Building-integrated (BIPV) projects: Thin-film wins on flexibility, weight, and aesthetic integration. Solar shingles, solar facades, solar awnings — these are mostly thin-film. They cost much more per watt but aren’t really competing on efficiency; they’re competing on “panels that don’t look like panels.”
Portable / flexible applications: Amorphous silicon and CIGS dominate flexible panels for RVs, boats, backpacks. Crystalline can’t be made flexible.
Utility-scale ground mount: CdTe (First Solar) is a real competitor with mono at this scale. Multi-gigawatt projects in 2024–2025 use CdTe extensively.
The Home Depot clearance bin: Walk away.
The honest verdict by use case
Crystalline is the default residential answer for the next decade. Thin-film exists for specific applications — desert utility, building-integrated, flexible — and it’s genuinely the better choice in those narrow cases. The mistake everyone makes is treating thin-film as a budget alternative to crystalline for the same use case. It almost never is. Mono got cheaper while thin-film stagnated, and the efficiency gap means you cover more roof for less power. If a deal sounds too good — Reddit-pallet-of-CIGS-shingles too good — it’s because the efficiency math hides the catch. Crystalline for your roof. Thin-film for the niches it owns.
FAQs
Are solar shingles always thin-film?
Mostly historically yes, but Tesla’s Solar Roof tiles are actually monocrystalline. The current generation of building-integrated shingles is mixed.

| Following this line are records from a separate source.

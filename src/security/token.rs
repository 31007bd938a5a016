//! Time-based form token codec.
//!
//! The token encodes a single issuance timestamp as JSON wrapped in URL-safe
//! base64. It is deliberately unsigned: it filters unsophisticated bots that
//! submit forms faster than a human could, not targeted attackers, who can
//! trivially forge it. Signing would add key management for no gain against
//! the actual threat.
//!
//! Age rules:
//! - younger than the floor: likely a bot, reported as [`TokenVerdict::SubmittedTooFast`]
//! - older than the ceiling: a long-idle tab, benign, reported as [`TokenVerdict::Expired`]
//! - undecodable: [`TokenVerdict::Malformed`]

use base64::engine::general_purpose::URL_SAFE_NO_PAD;
use base64::Engine;
use serde::{Deserialize, Serialize};
use std::time::Duration;

use crate::security::epoch_ms;

/// Payload carried inside the token.
#[derive(Debug, Serialize, Deserialize)]
struct TokenClaims {
    /// Issuance time, milliseconds since the Unix epoch.
    t: u64,
}

/// Outcome of validating a submitted token.
#[derive(Debug, Clone, Copy, PartialEq, Eq)]
pub enum TokenVerdict {
    Valid,
    /// Age below the floor: a human cannot fill a form this fast.
    SubmittedTooFast,
    /// Age above the ceiling. Benign, the submission proceeds.
    Expired,
    /// Not decodable as a token at all.
    Malformed,
}

/// Issue a fresh token stamped with the current time.
pub fn issue() -> String {
    encode(epoch_ms())
}

pub(crate) fn encode(issued_at_ms: u64) -> String {
    // Serializing a single-u64 struct cannot fail.
    let json = serde_json::to_vec(&TokenClaims { t: issued_at_ms }).unwrap_or_default();
    URL_SAFE_NO_PAD.encode(json)
}

/// Decode a submitted token and judge its age against the configured window.
pub fn validate(token: &str, min_age: Duration, max_age: Duration) -> TokenVerdict {
    let Ok(bytes) = URL_SAFE_NO_PAD.decode(token) else {
        return TokenVerdict::Malformed;
    };
    let Ok(claims) = serde_json::from_slice::<TokenClaims>(&bytes) else {
        return TokenVerdict::Malformed;
    };

    let now = epoch_ms();
    // A timestamp from the future decodes fine but has no meaningful age;
    // treat it like a too-fast submission.
    let age = now.saturating_sub(claims.t);
    if claims.t > now || age < min_age.as_millis() as u64 {
        TokenVerdict::SubmittedTooFast
    } else if age > max_age.as_millis() as u64 {
        TokenVerdict::Expired
    } else {
        TokenVerdict::Valid
    }
}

Is CdTe environmentally problematic because of cadmium?
Cadmium is toxic, but in CdTe panels it’s chemically bound and stable. The bigger concern is end-of-life — First Solar runs a recycling program recovering 95% of materials. Worth checking whether your specific manufacturer does the same.
Can I mix thin-film and crystalline in one system?
Only with separate strings or microinverters per panel — different voltage characteristics create bottlenecks if strung together.
Why did Solyndra fail if CIGS is good technology?
Polysilicon prices crashed in 2011 right after Solyndra committed to a tubular CIGS design optimized for higher polysilicon prices. Mono got cheap faster than CIGS could scale. Business problem, not technology problem.
What about perovskite thin-film?
Perovskite is a different category — mostly being commercialized as tandem cells on top of crystalline silicon rather than standalone thin-film. Covered separately.
If thin-film is bad for residential, why is it growing in utility scale?
Because First Solar’s CdTe avoids the polysilicon supply chain, gets domestic content advantages in US policy, and competes on dollar-per-watt installed. None of those advantages translate to a residential customer.